Stream of Consciousness
I turn the lights down, throw the towel in
And feel pretty much nothing
I think that's the kind of pain that worries me, and I
Like to think that I'm growing up and that I'm learnin'
But I've no idea what's underneath
And the foundations I laid down are too light for my skin
And he said he wants to take me abroad but I can barely fly with my own wings, and
Love really confuses me, like how much are you supposed to give?
(That's all I had)
I dream in colour, hate the summer
I act tougher than I really am
I'm a fuck-up, told my mother
I don't love her when she's all that I have
And I'm twenty-one but feel like I'm gettin' on
The child in me has been and gone, isn't that sad?
I dream in colour, hate the summer
Please don't tell me this is all that I am
It's all that I am
I think deep down I quite like being held at night, you know?
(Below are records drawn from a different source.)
use std::io;
use thiserror::Error;

/// Coarse error kinds used as `anyhow` context by application code.
#[derive(Clone, Copy, Debug, Error, PartialEq, Eq)]
pub enum Error {
    #[error("Data parse error")]
    DataParseError,
    #[error("Network error")]
    NetworkError,
    #[error("Invalid packet")]
    InvalidPacketError,
    #[error("Authentication error")]
    AuthError,
    #[error("Operation timed out")]
    TimeoutError,
}

pub type Result<T> = anyhow::Result<T>;

/// Failures of the binary framing layer.
#[derive(Clone, Debug, Error, PartialEq, Eq)]
pub enum DecodeError {
    #[error("truncated input: need {needed} bytes, have {available}")]
    Truncated { needed: usize, available: usize },
    #[error("insufficient bytes: packet declares {declared} bytes, have {available}")]
    InsufficientBytes { declared: usize, available: usize },
    #[error("invalid packet size: {0}")]
    InvalidPacketSize(i32),
    #[error("invalid request id: {0}")]
    InvalidRequestId(i32),
    #[error("invalid packet type: {0}")]
    InvalidPacketType(i32),
    #[error("malformed packet: {0}")]
    MalformedPacket(&'static str),
    #[error("unknown response header: 0x{0:02x}")]
    UnknownResponseHeader(u8),
}

impl DecodeError {
    /// Whether more input may turn this failure into a successful decode.
    pub fn is_recoverable(&self) -> bool {
        matches!(
            self,
            DecodeError::Truncated { .. } | DecodeError::InsufficientBytes { .. }
        )
    }
}

pub type DecodeResult<T> = std::result::Result<T, DecodeError>;

/// Misuse of a split packet container, or a fragment group that fails validation.
#[derive(Clone, Debug, Error, PartialEq, Eq)]
pub enum ReassemblyError {
    #[error("container already completed, reset it before reuse")]
    AlreadyCompleted,
    #[error("request id mismatch: container holds {expected}, fragment has {found}")]
    RequestIdMismatch { expected: i32, found: i32 },
    #[error("packet count mismatch: container expects {expected}, fragment says {found}")]
    PacketCountMismatch { expected: u8, found: u8 },
    #[error("duplicate packet number {0}")]
    DuplicatePacket(u8),
    #[error("packet number {number} out of range for {count} packets")]
    PacketNumberOutOfRange { number: u8, count: u8 },
    #[error("incomplete: received {received} of {expected} packets")]
    Incomplete { received: usize, expected: usize },
    #[error("oversized response: {size} bytes exceeds {limit}")]
    Oversized { size: usize, limit: usize },
    #[error("checksum mismatch: expected 0x{expected:08x}, computed 0x{actual:08x}")]
    Checksum { expected: u32, actual: u32 },
    #[error("decompression failed: {0}")]
    Decompression(String),
    #[error("decompressed size mismatch: declared {declared}, got {actual}")]
    DecompressedSizeMismatch { declared: usize, actual: usize },
    #[error("declared decompressed size {declared} exceeds limit {limit}")]
    DecompressedSizeLimit { declared: usize, limit: usize },
}

#[derive(Clone, Copy, Debug, PartialEq, Eq)]
pub enum AuthFailureReason {
    /// The server rejected the password.
    BadPassword,
    /// A previously authenticated session was revoked.
    Invalidated,
}

#[derive(Debug, Error)]
pub enum RconError {
    #[error(transparent)]
    Decode(#[from] DecodeError),
    #[error("I/O error: {0}")]
    Io(#[from] io::Error),
    #[error("authentication failed: {0:?}")]
    AuthFailure(AuthFailureReason),
    #[error("not authenticated")]
    NotAuthenticated,
    #[error("request {0} is still awaiting a response")]
    RequestInFlight(i32),
    #[error("body too large: {0} bytes")]
    BodyTooLarge(usize),
    #[error("connection closed")]
    Closed,
    #[error("operation timed out")]
    Timeout,
}

impl RconError {
    /// Coarse kind for application-level reporting.
    pub fn kind(&self) -> Error {
        match self {
            RconError::Decode(_) | RconError::BodyTooLarge(_) => Error::InvalidPacketError,
            RconError::AuthFailure(_) | RconError::NotAuthenticated => Error::AuthError,
            RconError::Timeout => Error::TimeoutError,
            RconError::Io(_) | RconError::RequestInFlight(_) | RconError::Closed => {
                Error::NetworkError
            }
        }
    }
}

#[derive(Debug, Error)]
pub enum QueryError {
    #[error(transparent)]
    Decode(#[from] DecodeError),
    #[error(transparent)]
    Reassembly(#[from] ReassemblyError),
    #[error("I/O error: {0}")]
    Io(#[from] io::Error),
    #[error("operation timed out")]
    Timeout,
    #[error("unexpected response: {0}")]
    UnexpectedResponse(String),
}

impl QueryError {
    /// Coarse kind for application-level reporting.
    pub fn kind(&self) -> Error {
        match self {
            QueryError::Decode(_)
            | QueryError::Reassembly(_)
            | QueryError::UnexpectedResponse(_) => Error::InvalidPacketError,
            QueryError::Io(_) => Error::NetworkError,
            QueryError::Timeout => Error::TimeoutError,
        }
    }
}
Someone to touch, something to believe in
And there's like twenty-one reasons as to why I'm here, but like
Ninety-nine reasons as to why there's just no meaning (That's quite depressing)
And if I make something out of myself, it'll be mad beautiful
Like the way he looked at me when I asked him to dance
This isn't a stream of consciousness
This is more like a big, fat fucking "No one asked"
I dream in colour, hate the summer
I act tougher than I really am
I'm a fuck-up, told my mother
I don't love her when she's all that I have
And I'm twenty-one but feel like I'm gettin' on
The child in me has been and gone, isn't that sad?